Yes and a classification algorithm could not only be racist but, as humans write them, or more accurately with the learning algorithms, as they are built upon human examples and counter-examples, the algorithms may have any human bias that we have.  With the abundance of data, we are training programs with examples from the real world; the resulting programming will be an image of how we act and not a reflection on how we would like to be.  Exactly as the saying on educating kids: they do as they see and not as they are told :- )

To make things worse, when dealing with learning algorithms, not even the programmer can predict the resulting classification. So knowing that there may be errors,  who is there to ensure their correctness?

What about the everyday profiling that goes on without anyone noticing? [… ]
Their goal is chiefly “microtargeting,” knowing enough about users so that ads can be customized for tiny segments like “soccer moms with two kids who like Kim Kardashian” or “aging, cynical ex-computer programmers.”
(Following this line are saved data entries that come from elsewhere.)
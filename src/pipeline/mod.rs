// src/pipeline/mod.rs

//! Wires the batch reader (C5), RDF emitter (C6), worker pool (C7), and
//! chunked writer (C8) into a single data-migration pass over every
//! table in a resolved schema snapshot.

pub mod batch;
pub mod emitter;
pub mod pool;
pub mod writer;

use crate::config::{OutputConfig, PipelineConfig};
use crate::identifiers::IdentifierMap;
use crate::schema::model::{ForeignKey, SchemaSnapshot, Table};
use batch::{plan_jobs, BatchReader};
use emitter::{build_fk_index, FkIndex};
use mysql::Pool;
use std::collections::HashMap;
use std::sync::Arc;
use tracing::info;
use writer::ChunkedWriter;

#[derive(Debug, Clone, Default)]
pub struct DataRunSummary {
    pub rows_written: u64,
    pub rows_skipped: u64,
    pub jobs_failed: u64,
    pub per_table_rows: HashMap<String, u64>,
    pub rdf_chunks: Vec<std::path::PathBuf>,
    pub mapping_path: std::path::PathBuf,
}

fn base_name_for(output: &OutputConfig) -> String {
    std::path::Path::new(&output.rdf_file)
        .file_stem()
        .map(|s| s.to_string_lossy().into_owned())
        .unwrap_or_else(|| "data".to_string())
}

/// Stream every (filtered) table's rows to RDF, sharing one identifier
/// allocator and one chunked writer across the whole run.
pub fn run_data(
    pool: Pool,
    snapshot: &SchemaSnapshot,
    foreign_keys: &[ForeignKey],
    pipeline: &PipelineConfig,
    output: &OutputConfig,
) -> crate::Result<DataRunSummary> {
    let reader = Arc::new(BatchReader::new(pool));
    let fk_index: Arc<FkIndex> = Arc::new(build_fk_index(foreign_keys));
    let allocator = Arc::new(IdentifierMap::new());
    let base_name = base_name_for(output);
    let writer = Arc::new(ChunkedWriter::create(
        &output.directory,
        base_name,
        pipeline.chunk_record_threshold,
    )?);

    let mut summary = DataRunSummary::default();
    let table_names: Vec<&str> = if pipeline.tables.is_empty() {
        snapshot.tables.keys().map(|s| s.as_str()).collect()
    } else {
        pipeline
            .tables
            .iter()
            .map(|s| s.as_str())
            .filter(|name| snapshot.has_table(name))
            .collect()
    };

    let workers = pipeline.resolved_workers();
    let queue_capacity = workers.saturating_mul(4).max(8);

    for table_name in table_names {
        let table = snapshot
            .table(table_name)
            .expect("table name was taken from the snapshot itself");
        let row_count = reader.row_count(table_name)?;
        let jobs = plan_jobs(table_name, row_count, pipeline.batch_size);
        info!(table = table_name, row_count, jobs = jobs.len(), "starting table migration");

        let table_arc = Arc::new(table.clone());
        let pool_summary = pool::run_worker_pool(
            jobs,
            workers,
            queue_capacity,
            Arc::clone(&reader),
            table_arc,
            Arc::clone(&fk_index),
            Arc::clone(&allocator),
            Arc::clone(&writer) as Arc<dyn emitter::RowSink + Send + Sync>,
        );

        summary.rows_written += pool_summary.rows_written;
        summary.rows_skipped += pool_summary.rows_skipped;
        summary.jobs_failed += pool_summary.jobs_failed;
        summary
            .per_table_rows
            .insert(table_name.to_string(), pool_summary.rows_written);

        if pool_summary.cancelled {
            info!(table = table_name, "table migration cancelled after a job failure");
        }
    }

    let (manifest, _total) = writer.close()?;
    summary.rdf_chunks = manifest.into_iter().map(|record| record.filename).collect();

    let mapping_path = output.mapping_path();
    allocator.persist(&mapping_path)?;
    summary.mapping_path = mapping_path;

    Ok(summary)
}

#[cfg(test)]
mod tests {
    use super::*;

    #[test]
    fn base_name_strips_the_extension() {
        let output = OutputConfig::default();
        assert_eq!(base_name_for(&output), "data");
    }
}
Some of these categories are dicey enough that you wouldn’t want to be a part of them. Pasquale writes that some third-party data-broker microtargeting lists include “probably bipolar,” “daughter killed in car crash,” “rape victim,” and “gullible elderly.” […]

There is no clear process for fixing these errors, making the process of “cyberhygiene” extraordinarily difficult.[…]

For example, just because someone has access to the source code of an algorithm does not always mean he or she can explain how a program works. It depends on the kind of algorithm. If you ask an engineer, “Why did your program classify Person X as a potential terrorist?” the answer could be as simple as “X had used ‘sarin’ in an email,” or it could be as complicated and nonexplanatory as, “The sum total of signals tilted X out of the ‘non-terrorist’ bucket into the ‘terrorist’ bucket, but no one signal was decisive.” It’s the latter case that is becoming more common, as machine learning and the “training” of data create classification algorithms that do not behave in wholly predictable manners.

Further on, the author mentions the dangers or this kind of programming that is not fully predictable.

Philosophy professor Samir Chopra has discussed the dangers of such opaque programs in his book A Legal Theory for Autonomous Artificial Agents, stressing that their autonomy from even their own programmers may require them to be regulated as autonomous entities.

Chopra sees these algorithms as autonomous entities.  They may be unpredictable, but till now there is no will or conscious choice to go one path instead of another.  Programs are being told to maximize a particular benefit, and how to measure that benefit is a calculated by a  human written function.  Now as time goes by, and technological advances go their way, I can easily see that the benefit function could include certain feedback the program gets from ‘real world’ that could make the behavior of the algorithm still more unpredictable than now.  At that point we can think of algorithms that can evaluate or ‘choose’ to be on the regulated side.. or not? Will it reaches the point of them having a kind of survival instinct?   Where it may lead that…we’ll know it soon enough.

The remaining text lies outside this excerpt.